◆ **Work item**
Which lines below include the string "WriteCursor"? Please show each one.

Entries taken from a collection:
*****

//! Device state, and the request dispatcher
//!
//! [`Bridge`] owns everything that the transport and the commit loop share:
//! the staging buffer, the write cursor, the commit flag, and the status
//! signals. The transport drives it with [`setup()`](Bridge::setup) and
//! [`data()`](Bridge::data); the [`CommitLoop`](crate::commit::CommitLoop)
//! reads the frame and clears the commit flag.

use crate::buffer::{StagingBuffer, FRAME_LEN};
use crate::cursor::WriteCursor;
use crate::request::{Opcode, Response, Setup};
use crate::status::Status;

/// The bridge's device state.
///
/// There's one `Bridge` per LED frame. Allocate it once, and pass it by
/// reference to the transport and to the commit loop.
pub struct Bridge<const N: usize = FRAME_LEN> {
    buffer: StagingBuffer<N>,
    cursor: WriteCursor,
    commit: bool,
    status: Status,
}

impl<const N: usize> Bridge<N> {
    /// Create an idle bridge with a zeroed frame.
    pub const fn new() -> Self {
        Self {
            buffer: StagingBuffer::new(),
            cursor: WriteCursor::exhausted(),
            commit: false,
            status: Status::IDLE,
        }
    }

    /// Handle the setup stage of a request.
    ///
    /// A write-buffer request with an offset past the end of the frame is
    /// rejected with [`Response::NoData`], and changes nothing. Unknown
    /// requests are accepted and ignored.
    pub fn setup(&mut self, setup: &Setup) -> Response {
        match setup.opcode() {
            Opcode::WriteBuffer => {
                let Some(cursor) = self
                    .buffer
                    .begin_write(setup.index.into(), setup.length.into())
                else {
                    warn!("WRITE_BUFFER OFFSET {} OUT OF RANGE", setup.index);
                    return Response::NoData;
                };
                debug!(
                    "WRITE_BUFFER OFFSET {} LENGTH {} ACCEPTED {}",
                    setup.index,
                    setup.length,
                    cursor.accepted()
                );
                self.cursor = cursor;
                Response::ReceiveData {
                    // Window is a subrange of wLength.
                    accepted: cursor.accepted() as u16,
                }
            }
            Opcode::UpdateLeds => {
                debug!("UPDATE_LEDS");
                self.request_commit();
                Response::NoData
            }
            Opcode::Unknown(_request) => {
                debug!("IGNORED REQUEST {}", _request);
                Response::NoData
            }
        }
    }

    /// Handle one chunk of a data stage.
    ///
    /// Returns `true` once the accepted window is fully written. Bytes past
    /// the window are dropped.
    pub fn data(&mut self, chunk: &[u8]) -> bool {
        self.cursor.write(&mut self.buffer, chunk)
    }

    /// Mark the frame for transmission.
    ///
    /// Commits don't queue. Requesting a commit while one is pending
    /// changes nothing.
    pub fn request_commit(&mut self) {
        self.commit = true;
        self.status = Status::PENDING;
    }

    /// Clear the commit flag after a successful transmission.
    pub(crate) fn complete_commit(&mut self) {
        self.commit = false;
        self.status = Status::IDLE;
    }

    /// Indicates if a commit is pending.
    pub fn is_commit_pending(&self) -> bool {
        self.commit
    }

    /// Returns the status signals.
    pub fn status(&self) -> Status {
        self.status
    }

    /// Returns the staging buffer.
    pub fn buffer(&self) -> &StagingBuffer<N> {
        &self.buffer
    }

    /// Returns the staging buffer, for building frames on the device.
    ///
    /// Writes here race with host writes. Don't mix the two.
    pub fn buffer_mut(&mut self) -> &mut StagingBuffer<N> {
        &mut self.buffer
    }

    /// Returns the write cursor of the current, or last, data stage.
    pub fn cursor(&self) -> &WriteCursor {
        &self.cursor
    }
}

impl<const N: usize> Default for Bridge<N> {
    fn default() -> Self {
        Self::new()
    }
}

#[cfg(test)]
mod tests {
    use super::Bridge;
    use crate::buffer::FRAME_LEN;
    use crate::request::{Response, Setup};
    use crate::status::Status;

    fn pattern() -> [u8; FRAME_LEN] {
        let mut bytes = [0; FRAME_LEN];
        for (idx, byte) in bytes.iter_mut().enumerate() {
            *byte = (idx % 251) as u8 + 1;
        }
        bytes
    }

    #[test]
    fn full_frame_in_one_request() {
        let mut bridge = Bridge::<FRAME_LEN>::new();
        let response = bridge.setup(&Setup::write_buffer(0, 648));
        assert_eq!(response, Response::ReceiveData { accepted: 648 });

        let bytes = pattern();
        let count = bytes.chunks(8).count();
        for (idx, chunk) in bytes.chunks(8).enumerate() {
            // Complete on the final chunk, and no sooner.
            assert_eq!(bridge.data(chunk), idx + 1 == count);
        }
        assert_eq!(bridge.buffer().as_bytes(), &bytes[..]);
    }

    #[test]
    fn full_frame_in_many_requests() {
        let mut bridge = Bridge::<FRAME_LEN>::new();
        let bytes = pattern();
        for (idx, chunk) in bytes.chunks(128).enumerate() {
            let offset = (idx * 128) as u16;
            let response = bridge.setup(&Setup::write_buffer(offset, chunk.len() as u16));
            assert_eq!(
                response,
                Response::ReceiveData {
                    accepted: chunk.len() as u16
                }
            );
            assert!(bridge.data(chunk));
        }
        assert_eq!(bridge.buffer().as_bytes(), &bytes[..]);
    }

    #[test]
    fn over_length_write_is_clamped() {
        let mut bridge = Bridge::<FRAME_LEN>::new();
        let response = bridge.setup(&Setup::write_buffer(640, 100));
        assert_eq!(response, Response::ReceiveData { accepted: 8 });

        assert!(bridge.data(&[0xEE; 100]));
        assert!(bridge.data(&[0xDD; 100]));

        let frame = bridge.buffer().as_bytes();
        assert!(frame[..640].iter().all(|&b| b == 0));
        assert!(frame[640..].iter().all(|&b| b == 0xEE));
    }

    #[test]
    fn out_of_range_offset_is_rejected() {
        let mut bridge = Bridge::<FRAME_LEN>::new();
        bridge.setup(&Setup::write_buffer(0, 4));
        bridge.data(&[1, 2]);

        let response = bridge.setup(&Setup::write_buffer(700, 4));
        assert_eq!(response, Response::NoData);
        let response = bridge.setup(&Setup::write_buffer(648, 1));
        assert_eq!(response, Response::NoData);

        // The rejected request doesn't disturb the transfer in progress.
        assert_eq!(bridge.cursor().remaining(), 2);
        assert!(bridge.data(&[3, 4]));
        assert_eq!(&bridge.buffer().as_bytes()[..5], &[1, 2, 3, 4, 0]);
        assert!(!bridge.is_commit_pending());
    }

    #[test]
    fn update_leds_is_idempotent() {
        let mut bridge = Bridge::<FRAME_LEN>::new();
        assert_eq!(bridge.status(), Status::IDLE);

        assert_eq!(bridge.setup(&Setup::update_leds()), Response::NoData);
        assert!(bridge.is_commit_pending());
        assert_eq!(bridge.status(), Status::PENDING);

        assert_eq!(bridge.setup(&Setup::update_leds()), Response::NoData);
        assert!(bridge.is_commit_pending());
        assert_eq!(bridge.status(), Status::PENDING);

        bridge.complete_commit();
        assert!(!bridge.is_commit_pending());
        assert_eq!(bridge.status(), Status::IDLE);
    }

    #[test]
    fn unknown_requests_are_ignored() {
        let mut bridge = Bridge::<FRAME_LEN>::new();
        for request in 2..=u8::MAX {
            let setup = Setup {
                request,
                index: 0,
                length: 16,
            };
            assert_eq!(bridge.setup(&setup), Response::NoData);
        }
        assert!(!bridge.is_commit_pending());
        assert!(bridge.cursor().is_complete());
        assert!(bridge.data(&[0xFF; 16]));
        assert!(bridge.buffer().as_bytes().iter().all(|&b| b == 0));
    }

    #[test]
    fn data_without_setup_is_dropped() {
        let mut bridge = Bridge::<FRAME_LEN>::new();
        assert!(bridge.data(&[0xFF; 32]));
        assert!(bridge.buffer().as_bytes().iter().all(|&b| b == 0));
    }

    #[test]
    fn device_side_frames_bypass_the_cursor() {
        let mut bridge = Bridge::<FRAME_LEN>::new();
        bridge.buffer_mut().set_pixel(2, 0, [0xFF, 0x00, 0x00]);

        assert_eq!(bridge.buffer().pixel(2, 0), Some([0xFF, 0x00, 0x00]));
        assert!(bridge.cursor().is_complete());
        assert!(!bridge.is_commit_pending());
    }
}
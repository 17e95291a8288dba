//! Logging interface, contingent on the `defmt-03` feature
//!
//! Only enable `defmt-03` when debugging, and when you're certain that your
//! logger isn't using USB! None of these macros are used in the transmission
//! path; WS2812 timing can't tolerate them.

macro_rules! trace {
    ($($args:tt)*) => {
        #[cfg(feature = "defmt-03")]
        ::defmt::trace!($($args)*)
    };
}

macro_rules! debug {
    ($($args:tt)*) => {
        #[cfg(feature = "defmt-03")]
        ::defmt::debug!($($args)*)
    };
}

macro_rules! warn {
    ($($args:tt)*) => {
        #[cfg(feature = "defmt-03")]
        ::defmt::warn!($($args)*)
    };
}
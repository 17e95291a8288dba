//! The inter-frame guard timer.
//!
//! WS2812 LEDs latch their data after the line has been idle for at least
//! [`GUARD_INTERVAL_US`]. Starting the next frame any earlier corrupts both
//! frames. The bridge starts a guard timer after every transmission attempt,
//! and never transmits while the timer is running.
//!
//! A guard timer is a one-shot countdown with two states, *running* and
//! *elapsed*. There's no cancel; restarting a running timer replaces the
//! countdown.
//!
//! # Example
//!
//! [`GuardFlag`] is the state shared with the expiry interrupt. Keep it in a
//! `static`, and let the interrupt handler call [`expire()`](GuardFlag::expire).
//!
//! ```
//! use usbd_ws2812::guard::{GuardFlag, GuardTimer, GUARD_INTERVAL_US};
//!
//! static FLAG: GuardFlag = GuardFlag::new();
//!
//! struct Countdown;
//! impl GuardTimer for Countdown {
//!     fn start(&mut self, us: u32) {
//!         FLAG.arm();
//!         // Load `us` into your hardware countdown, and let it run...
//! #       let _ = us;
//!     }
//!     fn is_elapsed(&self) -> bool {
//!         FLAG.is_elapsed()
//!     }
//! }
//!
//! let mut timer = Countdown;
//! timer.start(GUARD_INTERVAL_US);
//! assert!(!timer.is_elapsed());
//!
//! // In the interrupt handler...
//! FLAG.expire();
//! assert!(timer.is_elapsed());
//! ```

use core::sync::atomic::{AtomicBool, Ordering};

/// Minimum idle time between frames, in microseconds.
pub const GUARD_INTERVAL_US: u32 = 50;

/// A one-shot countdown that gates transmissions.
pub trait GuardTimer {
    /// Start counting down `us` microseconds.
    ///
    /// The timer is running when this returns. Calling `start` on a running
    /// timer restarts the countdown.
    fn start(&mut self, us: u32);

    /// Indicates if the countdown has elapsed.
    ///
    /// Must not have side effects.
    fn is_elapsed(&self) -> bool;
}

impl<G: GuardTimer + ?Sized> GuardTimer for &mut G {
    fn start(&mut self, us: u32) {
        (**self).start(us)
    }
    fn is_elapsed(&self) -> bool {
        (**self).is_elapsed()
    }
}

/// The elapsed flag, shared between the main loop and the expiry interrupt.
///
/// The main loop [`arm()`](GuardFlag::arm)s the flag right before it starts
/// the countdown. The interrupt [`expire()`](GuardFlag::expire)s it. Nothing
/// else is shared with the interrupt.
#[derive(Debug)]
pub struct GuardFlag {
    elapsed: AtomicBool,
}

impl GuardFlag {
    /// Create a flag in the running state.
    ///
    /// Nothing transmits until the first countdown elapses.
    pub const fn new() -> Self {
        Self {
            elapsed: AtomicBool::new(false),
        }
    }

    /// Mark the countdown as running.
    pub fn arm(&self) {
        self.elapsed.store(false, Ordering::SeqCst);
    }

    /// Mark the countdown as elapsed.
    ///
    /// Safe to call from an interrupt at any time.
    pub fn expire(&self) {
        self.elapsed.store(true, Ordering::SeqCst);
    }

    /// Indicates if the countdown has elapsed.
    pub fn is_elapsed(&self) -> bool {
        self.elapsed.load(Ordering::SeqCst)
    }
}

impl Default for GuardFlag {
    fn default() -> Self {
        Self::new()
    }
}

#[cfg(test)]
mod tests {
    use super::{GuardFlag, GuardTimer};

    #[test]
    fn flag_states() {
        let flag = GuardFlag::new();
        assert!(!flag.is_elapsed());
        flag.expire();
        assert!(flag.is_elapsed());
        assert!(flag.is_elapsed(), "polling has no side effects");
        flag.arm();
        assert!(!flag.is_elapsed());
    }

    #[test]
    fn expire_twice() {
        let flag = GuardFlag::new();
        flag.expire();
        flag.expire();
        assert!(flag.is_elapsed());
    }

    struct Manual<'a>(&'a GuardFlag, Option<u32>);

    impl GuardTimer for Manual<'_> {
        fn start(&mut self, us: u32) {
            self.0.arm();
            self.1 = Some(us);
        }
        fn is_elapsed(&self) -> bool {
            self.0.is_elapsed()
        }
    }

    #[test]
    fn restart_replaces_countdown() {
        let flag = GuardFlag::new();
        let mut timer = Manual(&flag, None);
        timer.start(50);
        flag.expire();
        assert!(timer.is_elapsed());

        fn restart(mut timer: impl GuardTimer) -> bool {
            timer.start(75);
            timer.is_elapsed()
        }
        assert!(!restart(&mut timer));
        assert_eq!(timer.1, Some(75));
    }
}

*****

◆ **Answer**
use crate::cursor::WriteCursor;
    cursor: WriteCursor,
            cursor: WriteCursor::exhausted(),
    pub fn cursor(&self) -> &WriteCursor {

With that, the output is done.